Solo estaba esperando que yo recordara el resto.
El sonido volvió.
Primero, un arañazo.
Después, otro.
Y luego, una sinfonía de rasguños recorriendo toda la casa.
No eran simples ruidos. Se sentía como si docenas de manos invisibles intentaran entrar, rasgando las paredes, el suelo, incluso el aire.
El reloj se detuvo. La temperatura cayó en picada.
El fénix bajo mi piel empezó a arder otra vez.
Esperanza se despertó sobresaltada, jadeando.
—¿Qué está pasando, Alex? —preguntó con la voz temblorosa, mirando alrededor, los ojos desorbitados.
No respondí.
No podía.
Algo dentro de mí me decía que no debía nombrarlo.

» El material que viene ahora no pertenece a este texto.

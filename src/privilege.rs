// Privilege detection and escalation helpers
use crate::error::{PkgError, Result};
use nix::unistd::geteuid;
use serde::{Deserialize, Serialize};

/// Returns true if we are running with an effective UID of root.
pub fn is_root_running() -> bool {
    geteuid().is_root()
}

#[derive(Debug, Clone, Copy, PartialEq, Eq, Serialize, Deserialize)]
#[serde(rename_all = "lowercase")]
pub enum PrivilegeTool {
    Sudo,
    Doas,
    Pkexec,
}

impl PrivilegeTool {
    pub const ALL: [PrivilegeTool; 3] = [Self::Sudo, Self::Doas, Self::Pkexec];

    pub fn binary(&self) -> &'static str {
        match self {
            PrivilegeTool::Sudo => "sudo",
            PrivilegeTool::Doas => "doas",
            PrivilegeTool::Pkexec => "pkexec",
        }
    }

    pub fn from_name(name: &str) -> Option<Self> {
        Self::ALL
            .into_iter()
            .find(|t| t.binary().eq_ignore_ascii_case(name.trim()))
    }

    /// First installed tool, honoring `preferred` when it is installed.
    pub fn detect(preferred: Option<PrivilegeTool>) -> Result<Self> {
        if let Some(tool) = preferred {
            if crate::system::has_executable(tool.binary()) {
                return Ok(tool);
            }
            tracing::warn!(tool = tool.binary(), "configured privilege tool not installed");
        }
        Self::ALL
            .into_iter()
            .find(|t| crate::system::has_executable(t.binary()))
            .ok_or(PkgError::NoPrivilegeTool)
    }

    /// `command` prefixed so it runs as root through this tool.
    pub fn wrap(&self, command: &str) -> String {
        format!("{} sh -c {}", self.binary(), shell_quote(command))
    }
}

/// Prefix `command` with the privilege tool unless we already are root.
pub fn wrap(command: &str, preferred: Option<PrivilegeTool>) -> Result<String> {
    if is_root_running() {
        return Ok(command.to_string());
    }
    Ok(PrivilegeTool::detect(preferred)?.wrap(command))
}

/// The user who elevated us through sudo or doas, if any.
pub fn invoking_user() -> Option<String> {
    ["SUDO_USER", "DOAS_USER"]
        .iter()
        .filter_map(|var| std::env::var(var).ok())
        .find(|v| !v.is_empty() && v != "root")
}

/// Rewrite `command` so it runs as the invoking user when we are root.
pub fn as_normal_user(command: &str) -> String {
    if !is_root_running() {
        return command.to_string();
    }
    match invoking_user() {
        Some(user) => format!("su {} -c {}", user, shell_quote(command)),
        None => command.to_string(),
    }
}

/// Single-quote `s` for POSIX sh.
pub fn shell_quote(s: &str) -> String {
    format!("'{}'", s.replace('\'', r"'\''"))
}

/// `s` as one shell word: left bare when it only holds characters sh never
/// interprets, single-quoted otherwise.
pub fn shell_word(s: &str) -> String {
    let plain = !s.is_empty()
        && s.chars()
            .all(|c| c.is_ascii_alphanumeric() || "@._+:/=-".contains(c));
    if plain { s.to_string() } else { shell_quote(s) }
}
// Core feature tests for pkgfront
use anyhow::{Context, Result};
use pkgfront::actions::{self, ActionsFile};
use pkgfront::backend::{PacmanBackend, PkgBackend};
use pkgfront::config::{self, BackendKind, FrontConfig};
use pkgfront::doctor::Report;
use pkgfront::log::LogPane;
use pkgfront::pacman_conf;
use pkgfront::PkgError;
use pkgfront::privilege::{PrivilegeTool, shell_quote, shell_word};
use pkgfront::system::{self, Distro};
use pkgfront::terminal::{ExecStyle, Terminal};
use pkgfront::transaction::{CommandExecuting, MIRROR_CHECK_APP, Targets, Transaction};
use std::fs;
use std::os::unix::fs::PermissionsExt;
use std::path::PathBuf;
use std::sync::Arc;

const PACMAN_CONF: &str = r#"
[options]
HoldPkg     = pacman glibc
#IgnorePkg   = commented-out
IgnorePkg   = linux linux-headers # kernel pinned
IgnorePkg   = nvidia
IgnoreGroup = gnome
IgnorePkgExtra = not-a-match
Color
ILoveCandy

[core]
Include = /etc/pacman.d/mirrorlist

[extra]
Include = /etc/pacman.d/mirrorlist
"#;

#[test]
fn test_pacman_conf_field_scraping() -> Result<()> {
    let dir = tempfile::tempdir()?;
    let path = dir.path().join("pacman.conf");
    fs::write(&path, PACMAN_CONF).context("Failed to write fixture")?;

    assert_eq!(
        pacman_conf::get_field(&path, "IgnorePkg"),
        vec!["linux", "linux-headers", "nvidia"]
    );
    assert_eq!(pacman_conf::get_field(&path, "IgnoreGroup"), vec!["gnome"]);
    assert_eq!(pacman_conf::get_field(&path, "HoldPkg"), vec!["pacman", "glibc"]);
    assert!(pacman_conf::get_field(&path, "NoUpgrade").is_empty());
    Ok(())
}

#[test]
fn test_pacman_conf_missing_file_is_empty() {
    let path = PathBuf::from("/nonexistent/pkgfront/pacman.conf");
    assert!(pacman_conf::get_field(&path, "IgnorePkg").is_empty());
}

#[test]
fn test_pacman_conf_options_and_repositories() {
    assert!(pacman_conf::has_option(PACMAN_CONF, "ILoveCandy"));
    assert!(pacman_conf::has_option(PACMAN_CONF, "Color"));
    assert!(!pacman_conf::has_option("#ILoveCandy\n", "ILoveCandy"));
    assert!(!pacman_conf::has_option("ILoveCandyFloss\n", "ILoveCandy"));
    assert_eq!(pacman_conf::repositories_in(PACMAN_CONF), vec!["core", "extra"]);
}

#[test]
fn test_config_set_get_reset() -> Result<()> {
    let dir = tempfile::tempdir()?;
    let path = dir.path().join("nested/pkgfront.toml");

    // missing file loads defaults
    assert_eq!(FrontConfig::load_from(&path), FrontConfig::default());

    config::set_config_key_at(&path, "backend", "pkg")?;
    config::set_config_key_at(&path, "clean_keep", "5")?;
    config::set_config_key_at(&path, "user_language", "true")?;
    config::set_config_key_at(&path, "terminal", "kitty")?;

    let cfg = FrontConfig::load_from(&path);
    assert_eq!(cfg.backend, Some(BackendKind::Pkg));
    assert_eq!(cfg.clean_keep, 5);
    assert!(cfg.user_language);
    assert_eq!(cfg.terminal.as_deref(), Some("kitty"));
    assert_eq!(
        config::get_config_key_at(&path, "clean_keep").as_deref(),
        Some("5")
    );
    assert_eq!(
        config::get_config_key_at(&path, "backend").as_deref(),
        Some("\"pkg\"")
    );
    assert!(config::get_config_key_at(&path, "aur_helper").is_none());

    config::reset_config_at(&path)?;
    assert_eq!(FrontConfig::load_from(&path), FrontConfig::default());
    Ok(())
}

#[test]
fn test_config_rejects_invalid_values() -> Result<()> {
    let dir = tempfile::tempdir()?;
    let path = dir.path().join("pkgfront.toml");
    config::set_config_key_at(&path, "clean_keep", "2")?;
    let before = fs::read_to_string(&path)?;

    assert!(config::set_config_key_at(&path, "backend", "apt").is_err());
    assert!(config::set_config_key_at(&path, "clean_keep", "plenty").is_err());
    assert_eq!(fs::read_to_string(&path)?, before);
    Ok(())
}

#[test]
fn test_config_parse_failure_falls_back_to_defaults() -> Result<()> {
    let dir = tempfile::tempdir()?;
    let path = dir.path().join("pkgfront.toml");
    fs::write(&path, "backend = [this is not toml")?;
    assert_eq!(FrontConfig::load_from(&path), FrontConfig::default());
    Ok(())
}

#[test]
fn test_actions_file_permissions_and_cleanup() -> Result<()> {
    let dir = tempfile::tempdir()?;
    let mut file = ActionsFile::create_in(dir.path())?;
    file.push("echo staged")?;
    file.finalize()?;

    let path = file.path().to_path_buf();
    let name = path
        .file_name()
        .and_then(|n| n.to_str())
        .context("actions file has no name")?;
    assert!(name.starts_with(actions::PREFIX));
    let mode = fs::metadata(&path)?.permissions().mode() & 0o777;
    assert_eq!(mode, 0o500);

    let body = fs::read_to_string(&path)?;
    assert!(body.starts_with("#!/bin/sh\n"));
    assert!(body.contains("echo staged\n"));

    let out = pkgfront::process::run_command(&format!(
        "sh {}",
        shell_quote(&path.to_string_lossy())
    ));
    assert_eq!(out.stdout_str(), "staged\n");

    drop(file);
    assert!(!path.exists());
    Ok(())
}

#[test]
fn test_remove_stale_actions_files() -> Result<()> {
    let dir = tempfile::tempdir()?;
    fs::write(dir.path().join(format!("{}abc", actions::PREFIX)), "x")?;
    fs::write(dir.path().join(format!("{}def", actions::PREFIX)), "y")?;
    fs::write(dir.path().join("unrelated.txt"), "z")?;

    let removed = actions::remove_stale_in(dir.path());
    assert_eq!(removed.len(), 2);
    assert!(dir.path().join("unrelated.txt").exists());
    assert!(actions::remove_stale_in(dir.path()).is_empty());
    Ok(())
}

#[test]
fn test_terminal_invocation_args() {
    let xterm = Terminal::new("xterm");
    assert_eq!(xterm.command_args("ls"), vec!["-e", "sh", "-c", "ls"]);

    let kitty = Terminal::new("kitty");
    assert_eq!(kitty.style, ExecStyle::Direct);
    assert_eq!(kitty.command_args("ls"), vec!["sh", "-c", "ls"]);

    let gnome = Terminal::new("gnome-terminal");
    assert_eq!(gnome.command_args("ls"), vec!["--", "sh", "-c", "ls"]);

    let xfce = Terminal::new("xfce4-terminal");
    assert_eq!(xfce.command_args("ls"), vec!["-x", "sh", "-c", "ls"]);

    let lx = Terminal::new("lxterminal");
    assert_eq!(lx.command_args("ls -l"), vec!["-e", "sh -c 'ls -l'"]);

    // unknown emulators get the common -e convention
    assert_eq!(Terminal::new("my-term").style, ExecStyle::DashE);
}

#[test]
fn test_transaction_commands_pacman() -> Result<()> {
    let tx = Transaction::new(Arc::new(PacmanBackend), FrontConfig::default());
    let pkgs = |p: &[&str]| p.iter().map(|s| s.to_string()).collect::<Vec<_>>();

    assert_eq!(
        tx.commands(CommandExecuting::SyncDatabase, &Targets::default())?,
        vec!["pacman -Sy"]
    );
    assert_eq!(
        tx.commands(CommandExecuting::Install, &Targets::install(pkgs(&["vim", "git"])))?,
        vec!["pacman -S --noconfirm vim git"]
    );
    let swap = Targets {
        install: pkgs(&["pipewire-pulse"]),
        remove: pkgs(&["pulseaudio"]),
        ..Default::default()
    };
    assert_eq!(
        tx.commands(CommandExecuting::RemoveInstall, &swap)?,
        vec![
            "pacman -R --noconfirm pulseaudio",
            "pacman -S --noconfirm pipewire-pulse"
        ]
    );
    let local = Targets {
        files: pkgs(&["/tmp/my pkg-1.0-1-x86_64.pkg.tar.zst"]),
        ..Default::default()
    };
    assert_eq!(
        tx.commands(CommandExecuting::LocalPkgRefresh, &local)?,
        vec!["pacman -U --noconfirm '/tmp/my pkg-1.0-1-x86_64.pkg.tar.zst'"]
    );
    assert!(tx.commands(CommandExecuting::None, &Targets::default())?.is_empty());
    assert!(tx
        .commands(CommandExecuting::Install, &Targets::default())
        .is_err());
    assert!(tx
        .commands(CommandExecuting::RemoveInstall, &Targets::remove(pkgs(&["a"])))
        .is_err());
    Ok(())
}

#[test]
fn test_transaction_targets_are_shell_safe() -> Result<()> {
    let tx = Transaction::new(Arc::new(PacmanBackend), FrontConfig::default());
    let targets = Targets::install(vec![
        "glibc>=2.30".to_string(),
        "foo>=1".to_string(),
        "a;b".to_string(),
        "$(id)".to_string(),
        "vim".to_string(),
    ]);
    let lines = tx.commands(CommandExecuting::Install, &targets)?;
    assert_eq!(
        lines,
        vec!["pacman -S --noconfirm 'glibc>=2.30' 'foo>=1' 'a;b' '$(id)' vim"]
    );

    // printf stands in for pacman: every target must arrive as one argument
    let dir = tempfile::tempdir()?;
    let args = lines[0]
        .strip_prefix("pacman ")
        .context("line does not start with pacman")?;
    let out = pkgfront::process::run_command(&format!(
        "cd {} && printf '%s\\n' {}",
        shell_quote(&dir.path().to_string_lossy()),
        args
    ));
    assert!(out.success());
    assert_eq!(
        out.stdout_str(),
        "-S\n--noconfirm\nglibc>=2.30\nfoo>=1\na;b\n$(id)\nvim\n"
    );
    // no redirection happened
    assert_eq!(fs::read_dir(dir.path())?.count(), 0);
    Ok(())
}

#[test]
fn test_missing_mirror_check_is_reported_as_missing_tool() {
    if system::has_executable(MIRROR_CHECK_APP) {
        return;
    }
    let tx = Transaction::new(Arc::new(PacmanBackend), FrontConfig::default());
    match tx.commands(CommandExecuting::MirrorCheck, &Targets::default()) {
        Err(err @ PkgError::MissingTool(_)) => {
            assert_eq!(err.to_string(), "`mirror-check` is not installed");
        }
        other => panic!("expected MissingTool, got {:?}", other),
    }
}

#[test]
fn test_transaction_commands_pkg() -> Result<()> {
    let tx = Transaction::new(Arc::new(PkgBackend), FrontConfig::default());
    assert_eq!(
        tx.commands(CommandExecuting::SystemUpgrade, &Targets::default())?,
        vec!["pkg upgrade -y"]
    );
    assert_eq!(
        tx.commands(
            CommandExecuting::Remove,
            &Targets::remove(vec!["firefox".to_string()])
        )?,
        vec!["pkg remove -y firefox"]
    );
    Ok(())
}

#[tokio::test]
async fn test_transaction_none_is_a_no_op() -> Result<()> {
    let tx = Transaction::new(Arc::new(PacmanBackend), FrontConfig::default());
    let outcome = tx
        .execute(CommandExecuting::None, &Targets::default())
        .await?;
    assert!(outcome.success());
    assert!(tx.log().get().is_empty());
    Ok(())
}

#[test]
fn test_command_kinds() {
    assert!(!CommandExecuting::None.needs_root());
    assert!(!CommandExecuting::MirrorCheck.needs_root());
    assert!(CommandExecuting::SystemUpgrade.needs_root());
    assert!(CommandExecuting::RunInTerminal.forces_terminal());
    assert!(CommandExecuting::RunSystemUpgradeInTerminal.forces_terminal());
    assert!(!CommandExecuting::Install.forces_terminal());
}

#[test]
fn test_distro_detection() {
    assert_eq!(Distro::from_os_release("ID=arch\n"), Distro::Arch);
    assert_eq!(
        Distro::from_os_release("NAME=\"Manjaro Linux\"\nID=manjaro\nID_LIKE=arch\n"),
        Distro::Manjaro
    );
    assert_eq!(
        Distro::from_os_release("ID=\"cachyos\"\nID_LIKE=\"arch\"\n"),
        Distro::Arch
    );
    assert_eq!(Distro::from_os_release("ID=freebsd\n"), Distro::FreeBsd);
    assert_eq!(Distro::from_os_release("ID=debian\n"), Distro::Unknown);
    assert_eq!(Distro::from_os_release(""), Distro::Unknown);
}

#[test]
fn test_instance_counting() {
    let ps = "systemd\nbash\npkgfront\nsh\npkgfront\n";
    assert_eq!(system::count_instances(ps, "pkgfront"), 2);
    assert_eq!(system::count_instances(ps, "pkgfron"), 0);
    // comm is cut at 15 chars
    assert_eq!(
        system::count_instances("gnome-terminal-\n", "gnome-terminal-server"),
        1
    );
}

#[test]
fn test_privilege_helpers() {
    assert_eq!(shell_quote("ls -l"), "'ls -l'");
    assert_eq!(shell_quote("it's"), r"'it'\''s'");
    assert_eq!(shell_word("linux-lts"), "linux-lts");
    assert_eq!(shell_word("lib32-glibc@2.39+x:y/z=1"), "lib32-glibc@2.39+x:y/z=1");
    assert_eq!(shell_word("foo>=1"), "'foo>=1'");
    assert_eq!(shell_word("*"), "'*'");
    assert_eq!(shell_word(""), "''");
    assert_eq!(PrivilegeTool::from_name(" DOAS "), Some(PrivilegeTool::Doas));
    assert_eq!(PrivilegeTool::from_name("su"), None);
    assert_eq!(
        PrivilegeTool::Sudo.wrap("pacman -Syu"),
        "sudo sh -c 'pacman -Syu'"
    );
}

#[test]
fn test_log_pane_is_bounded() {
    let pane = LogPane::new();
    for i in 0..1005 {
        pane.push(&format!("line {}", i));
    }
    let lines = pane.get();
    assert_eq!(lines.len(), 1000);
    assert!(lines[0].ends_with("line 5"));
    assert!(lines[999].ends_with("line 1004"));

    pane.clear();
    pane.push_chunk("one\n\n  \ntwo\n");
    assert_eq!(pane.get().len(), 2);
}

#[test]
fn test_doctor_issues() {
    let report = Report {
        distro: "Arch Linux".into(),
        architecture: "x86_64".into(),
        root: false,
        backend: "pacman".into(),
        backend_version: None,
        aur_helper: None,
        terminal: None,
        privilege_tool: None,
        internet: true,
        pkgfile: false,
        pacman_conf: PathBuf::from("/nonexistent/pacman.conf"),
        i_love_candy: false,
        ignored_packages: Vec::new(),
        repositories: Vec::new(),
        config_path: PathBuf::from("/tmp/pkgfront.toml"),
    };
    let issues = report.issues();
    assert_eq!(issues.len(), 4);
    assert!(issues.iter().any(|i| i.contains("pacman is not runnable")));
    assert!(issues.iter().any(|i| i.contains("/nonexistent/pacman.conf")));
}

Los rasguños se transformaron en golpes.
Uno, dos, tres.
Cada impacto hacía que el polvo cayera del techo, que los muebles se movieran unos centímetros.
El suelo vibraba bajo nuestros pies.
Esperanza me tomó del brazo.
—¡Dime algo! ¡Por favor, Alex!
La miré, y por un instante, vi a Bloom.
Su rostro de otra era, sus lágrimas antiguas, su miedo idéntico.
La casa tembló.
Los cristales se resquebrajaron.
Las sombras comenzaron a formarse.
Primero, en las esquinas. Luego, en las paredes.
Figuras humanas… o algo parecido.
Sus cuerpos eran alargados, sus rostros vacíos, con grietas donde deberían estar los ojos.
Se movían torcidos, reptando entre la luz y la oscuridad.
—Alex… —susurró Esperanza, retrocediendo—. No son reales, ¿verdad?
Uno de ellos giró la cabeza hacia nosotros.
Y sonrió.
El aire se volvió líquido, difícil de respirar.
Mis oídos zumbaban.
Sentí que la casa se doblaba, como si el tiempo se quebrara sobre nosotros.
—¡Alex! —gritó Esperanza.
Yo cerré los ojos.
Y lo escuché.
Una voz dentro de mi mente, profunda, antigua, hablándome en una lengua que no comprendía pero que reconocía con el alma.
> Rae’tum vel anor… sel’harae ten nûm.
Las palabras salieron de mi boca sin pensar.
No eran mías, pero al pronunciarlas, todo se detuvo.
Los golpes cesaron.
Las figuras se disolvieron, convertidas en polvo y humo.
El aire recuperó su quietud.
El silencio cayó sobre nosotros como una losa.
Esperanza temblaba, con las manos cubriéndose la boca.
—¿Qué… qué dijiste? —susurró.
No respondí.
No porque no quisiera.
Sino porque no lo sabía.
Solo sabía que esa voz —la misma que había invocado al Hombre de la Oscuridad siglos atrás—
había hablado otra vez a través de mí.
Y ahora el silencio era más inquietante que el ruido.
Porque ese tipo de silencio…
Solo aparece cuando algo se está preparando para volver.